**What is required:**
In the entries below, count every line containing "other". Return the number and nothing else.

(Stored data entries)
*** Block opens ***
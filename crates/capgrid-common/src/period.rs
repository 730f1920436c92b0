use std::cmp::Ordering;
use std::fmt;

use chrono::{Datelike, NaiveDate};

#[cfg(feature = "serde")]
use serde::{Deserialize, Serialize};

use crate::PeriodError;

/// `YYYYMM` period identifier, e.g. `202601`.
pub type PeriodId = i32;

/// A reporting month in a grid, ordered by `id`.
#[cfg_attr(feature = "serde", derive(Serialize, Deserialize))]
#[derive(Debug, Clone, PartialEq, Eq, Hash)]
pub struct Period {
    pub id: PeriodId,
    pub label: String,
}

impl Period {
    /// Build a period with a caller-chosen label. The id is not validated.
    pub fn new(id: PeriodId, label: impl Into<String>) -> Self {
        Self {
            id,
            label: label.into(),
        }
    }

    /// Build a period from a `YYYYMM` id, labelled like `Jan 2026`.
    pub fn from_id(id: PeriodId) -> Result<Self, PeriodError> {
        let first = first_day(id)?;
        Ok(Self {
            id,
            label: first.format("%b %Y").to_string(),
        })
    }

    /// Build the period containing `date`.
    pub fn containing(date: NaiveDate) -> Self {
        let id = date.year() * 100 + date.month() as i32;
        Self {
            id,
            label: date.format("%b %Y").to_string(),
        }
    }

    pub fn year(&self) -> i32 {
        self.id.div_euclid(100)
    }

    pub fn month(&self) -> u32 {
        self.id.rem_euclid(100) as u32
    }

    /// First calendar day of the month, when `id` names a real month.
    pub fn first_day(&self) -> Result<NaiveDate, PeriodError> {
        first_day(self.id)
    }
}

fn first_day(id: PeriodId) -> Result<NaiveDate, PeriodError> {
    let month = id.rem_euclid(100) as u32;
    NaiveDate::from_ymd_opt(id.div_euclid(100), month, 1).ok_or(PeriodError::InvalidId(id))
}

impl PartialOrd for Period {
    fn partial_cmp(&self, other: &Self) -> Option<Ordering> {
        Some(self.cmp(other))
    }
}

impl Ord for Period {
    fn cmp(&self, other: &Self) -> Ordering {
        self.id.cmp(&other.id).then_with(|| self.label.cmp(&other.label))
    }
}

impl fmt::Display for Period {
    fn fmt(&self, f: &mut fmt::Formatter<'_>) -> fmt::Result {
        f.write_str(&self.label)
    }
}

/// A grid row: a WBS line, or a shift/tank record.
#[cfg_attr(feature = "serde", derive(Serialize, Deserialize))]
#[derive(Debug, Clone, PartialEq, Eq, Hash)]
pub struct Entity {
    pub code: String,
    pub name: String,
    /// Column whose resolved value weights this entity in weighted rollups.
    #[cfg_attr(feature = "serde", serde(default))]
    pub weight_hint: Option<String>,
}

impl Entity {
    pub fn new(code: impl Into<String>, name: impl Into<String>) -> Self {
        Self {
            code: code.into(),
            name: name.into(),
            weight_hint: None,
        }
    }

    pub fn with_weight_hint(mut self, column_key: impl Into<String>) -> Self {
        self.weight_hint = Some(column_key.into());
        self
    }
}

#[cfg(test)]
mod tests {
    use super::*;

    #[test]
    fn from_id_labels_month() {
        let p = Period::from_id(202601).unwrap();
        assert_eq!(p.label, "Jan 2026");
        assert_eq!(p.year(), 2026);
        assert_eq!(p.month(), 1);
        assert_eq!(p.to_string(), "Jan 2026");
    }

    #[test]
    fn from_id_rejects_month_thirteen() {
        assert_eq!(Period::from_id(202613), Err(PeriodError::InvalidId(202613)));
        assert_eq!(Period::from_id(202600), Err(PeriodError::InvalidId(202600)));
    }

    #[test]
    fn containing_date_round_trips_through_id() {
        let date = NaiveDate::from_ymd_opt(2025, 11, 17).unwrap();
        let p = Period::containing(date);
        assert_eq!(p.id, 202511);
        assert_eq!(p.first_day().unwrap(), NaiveDate::from_ymd_opt(2025, 11, 1).unwrap());
    }

    #[test]
    fn periods_order_by_id() {
        let mut periods = vec![
            Period::new(202603, "Mar"),
            Period::new(202601, "Jan"),
            Period::new(202602, "Feb"),
        ];
        periods.sort();
        let ids: Vec<_> = periods.iter().map(|p| p.id).collect();
        assert_eq!(ids, vec![202601, 202602, 202603]);
    }
}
*** Block closes ***
**Result of this task:**
4